> _Goal of the exercise_
Copy every line of the data that includes the string "define".

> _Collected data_

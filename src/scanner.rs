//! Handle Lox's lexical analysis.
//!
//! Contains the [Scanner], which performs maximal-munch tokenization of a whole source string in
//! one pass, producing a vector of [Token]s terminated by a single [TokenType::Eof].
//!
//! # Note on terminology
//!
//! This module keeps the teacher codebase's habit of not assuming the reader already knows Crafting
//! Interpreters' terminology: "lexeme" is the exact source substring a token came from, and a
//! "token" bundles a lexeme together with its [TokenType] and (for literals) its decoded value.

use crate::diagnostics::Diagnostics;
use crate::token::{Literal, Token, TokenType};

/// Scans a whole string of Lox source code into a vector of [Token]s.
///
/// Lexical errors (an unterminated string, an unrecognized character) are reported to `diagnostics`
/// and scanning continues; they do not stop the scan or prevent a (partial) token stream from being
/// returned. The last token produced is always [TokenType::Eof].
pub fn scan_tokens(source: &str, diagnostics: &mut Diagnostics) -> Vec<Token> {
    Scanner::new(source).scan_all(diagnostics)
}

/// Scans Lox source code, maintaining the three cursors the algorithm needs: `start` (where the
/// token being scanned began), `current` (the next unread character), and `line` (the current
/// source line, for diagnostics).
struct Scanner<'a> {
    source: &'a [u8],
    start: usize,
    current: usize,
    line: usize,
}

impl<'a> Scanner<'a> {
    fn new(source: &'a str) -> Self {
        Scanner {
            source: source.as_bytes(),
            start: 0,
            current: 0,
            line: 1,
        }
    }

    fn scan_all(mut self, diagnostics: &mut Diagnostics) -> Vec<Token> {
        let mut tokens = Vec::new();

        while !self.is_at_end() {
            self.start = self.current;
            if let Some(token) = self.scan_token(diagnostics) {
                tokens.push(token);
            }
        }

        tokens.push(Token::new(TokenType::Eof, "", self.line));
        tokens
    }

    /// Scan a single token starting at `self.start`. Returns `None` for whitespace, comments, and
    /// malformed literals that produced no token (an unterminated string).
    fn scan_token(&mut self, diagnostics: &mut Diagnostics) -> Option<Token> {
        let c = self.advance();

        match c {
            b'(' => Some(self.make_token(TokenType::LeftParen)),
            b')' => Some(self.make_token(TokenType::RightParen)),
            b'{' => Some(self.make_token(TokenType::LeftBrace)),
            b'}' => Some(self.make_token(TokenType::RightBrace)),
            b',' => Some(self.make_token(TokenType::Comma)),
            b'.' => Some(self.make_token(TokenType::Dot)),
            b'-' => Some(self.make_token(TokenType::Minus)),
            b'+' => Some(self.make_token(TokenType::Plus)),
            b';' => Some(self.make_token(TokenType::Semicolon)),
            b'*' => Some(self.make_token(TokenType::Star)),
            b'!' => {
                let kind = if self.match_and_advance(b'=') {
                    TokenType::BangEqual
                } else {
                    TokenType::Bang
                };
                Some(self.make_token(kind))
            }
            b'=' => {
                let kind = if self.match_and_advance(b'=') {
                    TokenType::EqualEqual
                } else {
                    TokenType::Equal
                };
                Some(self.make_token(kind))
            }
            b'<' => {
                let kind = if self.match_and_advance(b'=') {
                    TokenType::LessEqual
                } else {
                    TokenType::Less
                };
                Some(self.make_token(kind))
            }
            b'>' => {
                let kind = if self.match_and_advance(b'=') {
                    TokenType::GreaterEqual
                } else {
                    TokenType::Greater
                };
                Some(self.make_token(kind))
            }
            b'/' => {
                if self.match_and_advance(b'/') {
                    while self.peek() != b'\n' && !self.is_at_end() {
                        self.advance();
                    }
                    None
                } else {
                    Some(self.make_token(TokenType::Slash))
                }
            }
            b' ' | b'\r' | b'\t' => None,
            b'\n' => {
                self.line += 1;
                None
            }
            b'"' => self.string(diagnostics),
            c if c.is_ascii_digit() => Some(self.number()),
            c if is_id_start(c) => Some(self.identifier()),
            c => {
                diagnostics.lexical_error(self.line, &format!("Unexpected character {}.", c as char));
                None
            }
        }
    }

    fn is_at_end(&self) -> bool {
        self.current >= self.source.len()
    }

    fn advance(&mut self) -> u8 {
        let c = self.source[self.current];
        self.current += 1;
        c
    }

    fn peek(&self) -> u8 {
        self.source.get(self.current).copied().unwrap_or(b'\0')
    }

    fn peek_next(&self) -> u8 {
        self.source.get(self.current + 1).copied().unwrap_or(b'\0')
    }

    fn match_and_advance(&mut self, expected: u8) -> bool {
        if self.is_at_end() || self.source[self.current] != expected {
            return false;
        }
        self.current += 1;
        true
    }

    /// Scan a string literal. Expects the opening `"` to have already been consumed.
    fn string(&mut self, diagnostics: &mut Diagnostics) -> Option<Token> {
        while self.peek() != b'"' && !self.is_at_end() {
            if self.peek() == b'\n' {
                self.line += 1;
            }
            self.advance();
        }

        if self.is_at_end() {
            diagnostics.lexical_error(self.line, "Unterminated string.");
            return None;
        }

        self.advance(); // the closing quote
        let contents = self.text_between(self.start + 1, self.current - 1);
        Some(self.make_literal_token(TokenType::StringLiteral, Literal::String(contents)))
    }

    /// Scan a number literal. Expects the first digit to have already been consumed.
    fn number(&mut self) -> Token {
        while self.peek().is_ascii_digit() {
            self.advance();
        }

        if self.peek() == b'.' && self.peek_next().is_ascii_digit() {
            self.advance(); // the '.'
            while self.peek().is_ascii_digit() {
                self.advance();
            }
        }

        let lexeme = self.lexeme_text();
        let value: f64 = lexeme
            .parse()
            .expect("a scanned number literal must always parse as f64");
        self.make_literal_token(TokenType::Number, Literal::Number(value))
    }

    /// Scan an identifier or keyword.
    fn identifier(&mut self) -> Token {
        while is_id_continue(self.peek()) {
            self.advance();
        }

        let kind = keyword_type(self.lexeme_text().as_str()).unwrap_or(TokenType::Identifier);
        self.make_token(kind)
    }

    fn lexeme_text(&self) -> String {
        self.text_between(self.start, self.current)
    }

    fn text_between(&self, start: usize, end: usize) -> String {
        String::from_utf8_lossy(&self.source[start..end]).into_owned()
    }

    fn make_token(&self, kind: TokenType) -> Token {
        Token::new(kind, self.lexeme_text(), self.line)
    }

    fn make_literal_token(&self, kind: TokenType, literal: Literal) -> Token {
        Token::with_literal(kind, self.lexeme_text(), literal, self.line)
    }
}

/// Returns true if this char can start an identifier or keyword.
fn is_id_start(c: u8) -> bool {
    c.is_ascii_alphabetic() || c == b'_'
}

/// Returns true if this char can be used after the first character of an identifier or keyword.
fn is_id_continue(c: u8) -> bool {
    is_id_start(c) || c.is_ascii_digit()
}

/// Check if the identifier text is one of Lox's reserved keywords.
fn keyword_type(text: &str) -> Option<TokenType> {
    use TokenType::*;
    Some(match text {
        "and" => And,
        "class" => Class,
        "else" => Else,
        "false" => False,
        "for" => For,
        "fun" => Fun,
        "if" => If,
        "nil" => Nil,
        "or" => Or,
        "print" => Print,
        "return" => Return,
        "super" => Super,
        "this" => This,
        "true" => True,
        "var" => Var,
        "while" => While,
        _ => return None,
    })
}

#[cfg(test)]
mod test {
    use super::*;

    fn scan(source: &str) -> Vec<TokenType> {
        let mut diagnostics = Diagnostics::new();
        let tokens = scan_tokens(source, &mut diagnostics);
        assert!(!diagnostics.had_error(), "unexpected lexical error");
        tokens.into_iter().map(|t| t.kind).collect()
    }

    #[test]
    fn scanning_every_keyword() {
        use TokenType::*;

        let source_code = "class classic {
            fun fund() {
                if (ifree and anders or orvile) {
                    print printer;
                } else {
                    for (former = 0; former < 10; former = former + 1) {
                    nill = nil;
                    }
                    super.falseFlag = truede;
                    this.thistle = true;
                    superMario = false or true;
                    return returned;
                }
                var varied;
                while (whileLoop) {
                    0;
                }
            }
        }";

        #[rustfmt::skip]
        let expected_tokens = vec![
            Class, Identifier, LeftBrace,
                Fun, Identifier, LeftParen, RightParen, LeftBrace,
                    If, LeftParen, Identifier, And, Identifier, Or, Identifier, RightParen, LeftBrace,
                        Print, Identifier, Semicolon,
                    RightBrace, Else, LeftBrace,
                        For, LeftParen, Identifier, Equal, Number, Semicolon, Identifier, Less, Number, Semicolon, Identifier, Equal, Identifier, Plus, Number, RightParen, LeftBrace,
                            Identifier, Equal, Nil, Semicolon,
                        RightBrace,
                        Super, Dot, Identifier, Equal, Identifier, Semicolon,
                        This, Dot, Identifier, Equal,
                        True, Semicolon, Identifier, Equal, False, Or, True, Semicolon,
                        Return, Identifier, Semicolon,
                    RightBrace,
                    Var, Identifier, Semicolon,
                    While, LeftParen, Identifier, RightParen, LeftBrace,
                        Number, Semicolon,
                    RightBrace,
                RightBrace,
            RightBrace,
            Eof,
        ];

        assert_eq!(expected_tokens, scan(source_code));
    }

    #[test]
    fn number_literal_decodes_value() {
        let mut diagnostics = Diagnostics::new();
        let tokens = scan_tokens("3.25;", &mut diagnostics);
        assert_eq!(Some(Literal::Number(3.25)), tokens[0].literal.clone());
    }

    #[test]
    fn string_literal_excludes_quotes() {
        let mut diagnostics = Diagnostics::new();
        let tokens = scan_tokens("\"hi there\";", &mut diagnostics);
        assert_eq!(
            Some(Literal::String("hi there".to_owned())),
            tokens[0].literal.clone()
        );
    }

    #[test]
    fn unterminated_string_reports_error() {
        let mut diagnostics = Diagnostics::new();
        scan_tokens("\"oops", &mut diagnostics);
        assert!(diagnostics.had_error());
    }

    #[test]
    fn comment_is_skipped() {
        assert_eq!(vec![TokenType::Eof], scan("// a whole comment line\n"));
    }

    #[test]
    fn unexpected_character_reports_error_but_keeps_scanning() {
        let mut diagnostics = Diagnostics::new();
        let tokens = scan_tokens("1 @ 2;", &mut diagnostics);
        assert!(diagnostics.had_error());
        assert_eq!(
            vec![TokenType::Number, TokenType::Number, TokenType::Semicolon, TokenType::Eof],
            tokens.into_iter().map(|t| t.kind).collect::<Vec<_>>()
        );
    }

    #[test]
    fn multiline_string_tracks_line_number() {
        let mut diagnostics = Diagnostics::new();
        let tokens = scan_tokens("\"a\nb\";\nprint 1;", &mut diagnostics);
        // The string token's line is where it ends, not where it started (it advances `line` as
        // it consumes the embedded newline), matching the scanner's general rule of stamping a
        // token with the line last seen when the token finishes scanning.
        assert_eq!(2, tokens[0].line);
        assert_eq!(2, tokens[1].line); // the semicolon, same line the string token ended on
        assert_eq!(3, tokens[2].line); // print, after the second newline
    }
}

---

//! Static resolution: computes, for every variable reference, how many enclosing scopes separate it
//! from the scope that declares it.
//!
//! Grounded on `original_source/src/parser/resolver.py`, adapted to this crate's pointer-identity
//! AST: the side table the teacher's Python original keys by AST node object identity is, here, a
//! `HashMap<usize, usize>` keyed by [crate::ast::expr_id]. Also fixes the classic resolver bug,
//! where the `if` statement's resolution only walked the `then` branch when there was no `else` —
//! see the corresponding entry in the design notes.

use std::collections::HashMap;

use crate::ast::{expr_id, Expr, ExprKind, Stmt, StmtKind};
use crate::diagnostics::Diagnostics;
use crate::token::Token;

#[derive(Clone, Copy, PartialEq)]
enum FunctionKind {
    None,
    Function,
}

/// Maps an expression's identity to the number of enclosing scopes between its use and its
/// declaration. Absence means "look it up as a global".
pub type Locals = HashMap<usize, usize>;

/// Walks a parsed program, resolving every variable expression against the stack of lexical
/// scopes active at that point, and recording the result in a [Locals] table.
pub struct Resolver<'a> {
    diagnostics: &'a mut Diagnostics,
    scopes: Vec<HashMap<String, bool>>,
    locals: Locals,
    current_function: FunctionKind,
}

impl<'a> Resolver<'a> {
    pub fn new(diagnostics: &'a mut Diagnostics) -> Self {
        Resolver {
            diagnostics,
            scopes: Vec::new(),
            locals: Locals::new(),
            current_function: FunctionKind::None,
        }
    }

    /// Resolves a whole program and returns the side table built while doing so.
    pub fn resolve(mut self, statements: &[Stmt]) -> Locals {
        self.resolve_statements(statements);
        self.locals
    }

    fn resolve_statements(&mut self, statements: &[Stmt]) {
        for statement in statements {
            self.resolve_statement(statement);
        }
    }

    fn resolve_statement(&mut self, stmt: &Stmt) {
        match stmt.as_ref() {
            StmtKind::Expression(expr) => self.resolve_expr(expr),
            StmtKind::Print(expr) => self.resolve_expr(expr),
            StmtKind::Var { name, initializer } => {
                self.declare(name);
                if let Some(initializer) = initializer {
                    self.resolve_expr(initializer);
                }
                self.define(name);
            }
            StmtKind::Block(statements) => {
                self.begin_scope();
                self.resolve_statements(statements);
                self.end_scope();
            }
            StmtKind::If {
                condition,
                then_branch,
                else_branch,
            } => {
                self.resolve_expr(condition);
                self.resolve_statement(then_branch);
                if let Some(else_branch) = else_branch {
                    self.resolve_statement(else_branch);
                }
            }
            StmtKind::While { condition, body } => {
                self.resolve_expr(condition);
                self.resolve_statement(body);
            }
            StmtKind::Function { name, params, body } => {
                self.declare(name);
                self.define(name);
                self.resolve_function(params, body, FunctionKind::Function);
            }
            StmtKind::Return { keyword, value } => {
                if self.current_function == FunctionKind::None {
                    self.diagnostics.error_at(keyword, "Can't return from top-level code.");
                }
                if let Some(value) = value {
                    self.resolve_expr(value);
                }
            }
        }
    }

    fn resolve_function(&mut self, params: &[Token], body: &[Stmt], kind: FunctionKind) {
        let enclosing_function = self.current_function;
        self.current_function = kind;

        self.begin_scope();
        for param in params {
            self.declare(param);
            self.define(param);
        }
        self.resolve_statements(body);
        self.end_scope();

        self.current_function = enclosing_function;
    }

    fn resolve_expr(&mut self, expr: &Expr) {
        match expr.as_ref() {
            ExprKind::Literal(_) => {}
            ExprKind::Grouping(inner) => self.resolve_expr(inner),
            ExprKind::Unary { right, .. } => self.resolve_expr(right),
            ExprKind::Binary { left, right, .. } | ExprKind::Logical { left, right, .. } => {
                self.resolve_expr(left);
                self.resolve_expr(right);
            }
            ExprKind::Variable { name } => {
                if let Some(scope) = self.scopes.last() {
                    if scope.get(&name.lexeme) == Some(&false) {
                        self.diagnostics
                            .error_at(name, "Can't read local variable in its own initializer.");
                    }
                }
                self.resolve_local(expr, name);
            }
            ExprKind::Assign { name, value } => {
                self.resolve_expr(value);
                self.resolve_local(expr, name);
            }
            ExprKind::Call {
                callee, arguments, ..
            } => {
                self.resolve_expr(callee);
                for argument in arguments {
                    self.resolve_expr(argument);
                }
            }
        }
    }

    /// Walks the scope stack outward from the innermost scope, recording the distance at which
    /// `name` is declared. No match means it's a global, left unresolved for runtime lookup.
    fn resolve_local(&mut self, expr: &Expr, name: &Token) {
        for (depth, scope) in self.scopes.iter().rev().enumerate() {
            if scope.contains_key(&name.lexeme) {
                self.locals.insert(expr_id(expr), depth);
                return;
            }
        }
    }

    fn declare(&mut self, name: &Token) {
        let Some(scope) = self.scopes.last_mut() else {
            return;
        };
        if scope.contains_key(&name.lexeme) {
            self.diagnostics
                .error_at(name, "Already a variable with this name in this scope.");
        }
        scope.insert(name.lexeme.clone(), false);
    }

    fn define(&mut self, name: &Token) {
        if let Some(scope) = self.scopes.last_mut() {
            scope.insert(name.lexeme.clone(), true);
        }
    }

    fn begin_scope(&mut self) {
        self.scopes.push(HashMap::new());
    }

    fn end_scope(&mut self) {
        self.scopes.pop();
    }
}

* * *

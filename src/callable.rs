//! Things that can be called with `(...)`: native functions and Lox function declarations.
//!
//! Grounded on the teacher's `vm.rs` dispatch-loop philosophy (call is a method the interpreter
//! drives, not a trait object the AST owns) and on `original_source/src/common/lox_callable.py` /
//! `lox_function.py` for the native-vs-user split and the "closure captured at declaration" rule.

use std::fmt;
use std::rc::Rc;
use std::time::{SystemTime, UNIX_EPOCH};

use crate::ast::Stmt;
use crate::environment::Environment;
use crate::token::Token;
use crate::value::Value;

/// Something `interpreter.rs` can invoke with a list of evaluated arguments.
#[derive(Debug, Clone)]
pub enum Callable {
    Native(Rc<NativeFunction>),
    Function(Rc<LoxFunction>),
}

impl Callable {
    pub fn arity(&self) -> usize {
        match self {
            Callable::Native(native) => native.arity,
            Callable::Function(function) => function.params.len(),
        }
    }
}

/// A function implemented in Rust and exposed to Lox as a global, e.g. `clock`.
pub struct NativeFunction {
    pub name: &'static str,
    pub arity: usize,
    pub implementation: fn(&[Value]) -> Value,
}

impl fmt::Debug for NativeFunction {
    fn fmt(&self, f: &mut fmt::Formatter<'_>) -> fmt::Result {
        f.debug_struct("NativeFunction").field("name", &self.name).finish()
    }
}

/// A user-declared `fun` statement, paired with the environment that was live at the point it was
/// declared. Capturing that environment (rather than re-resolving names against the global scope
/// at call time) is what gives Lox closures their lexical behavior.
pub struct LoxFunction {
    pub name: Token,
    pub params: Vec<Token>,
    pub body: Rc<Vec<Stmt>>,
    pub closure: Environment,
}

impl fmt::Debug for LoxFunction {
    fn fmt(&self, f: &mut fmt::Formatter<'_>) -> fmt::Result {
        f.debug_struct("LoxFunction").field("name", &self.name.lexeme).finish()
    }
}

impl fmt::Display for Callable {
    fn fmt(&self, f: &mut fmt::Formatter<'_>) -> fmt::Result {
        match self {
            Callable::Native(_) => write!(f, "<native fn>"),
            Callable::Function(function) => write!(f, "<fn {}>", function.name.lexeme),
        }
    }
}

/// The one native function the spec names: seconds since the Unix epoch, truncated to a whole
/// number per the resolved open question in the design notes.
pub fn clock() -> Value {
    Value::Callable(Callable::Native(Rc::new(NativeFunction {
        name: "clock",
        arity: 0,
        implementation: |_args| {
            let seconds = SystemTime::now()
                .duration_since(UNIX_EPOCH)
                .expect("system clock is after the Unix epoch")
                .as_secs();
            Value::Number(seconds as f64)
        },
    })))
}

> _Answer_
                self.define(name);
                self.define(name);
            self.define(param);
    fn define(&mut self, name: &Token) {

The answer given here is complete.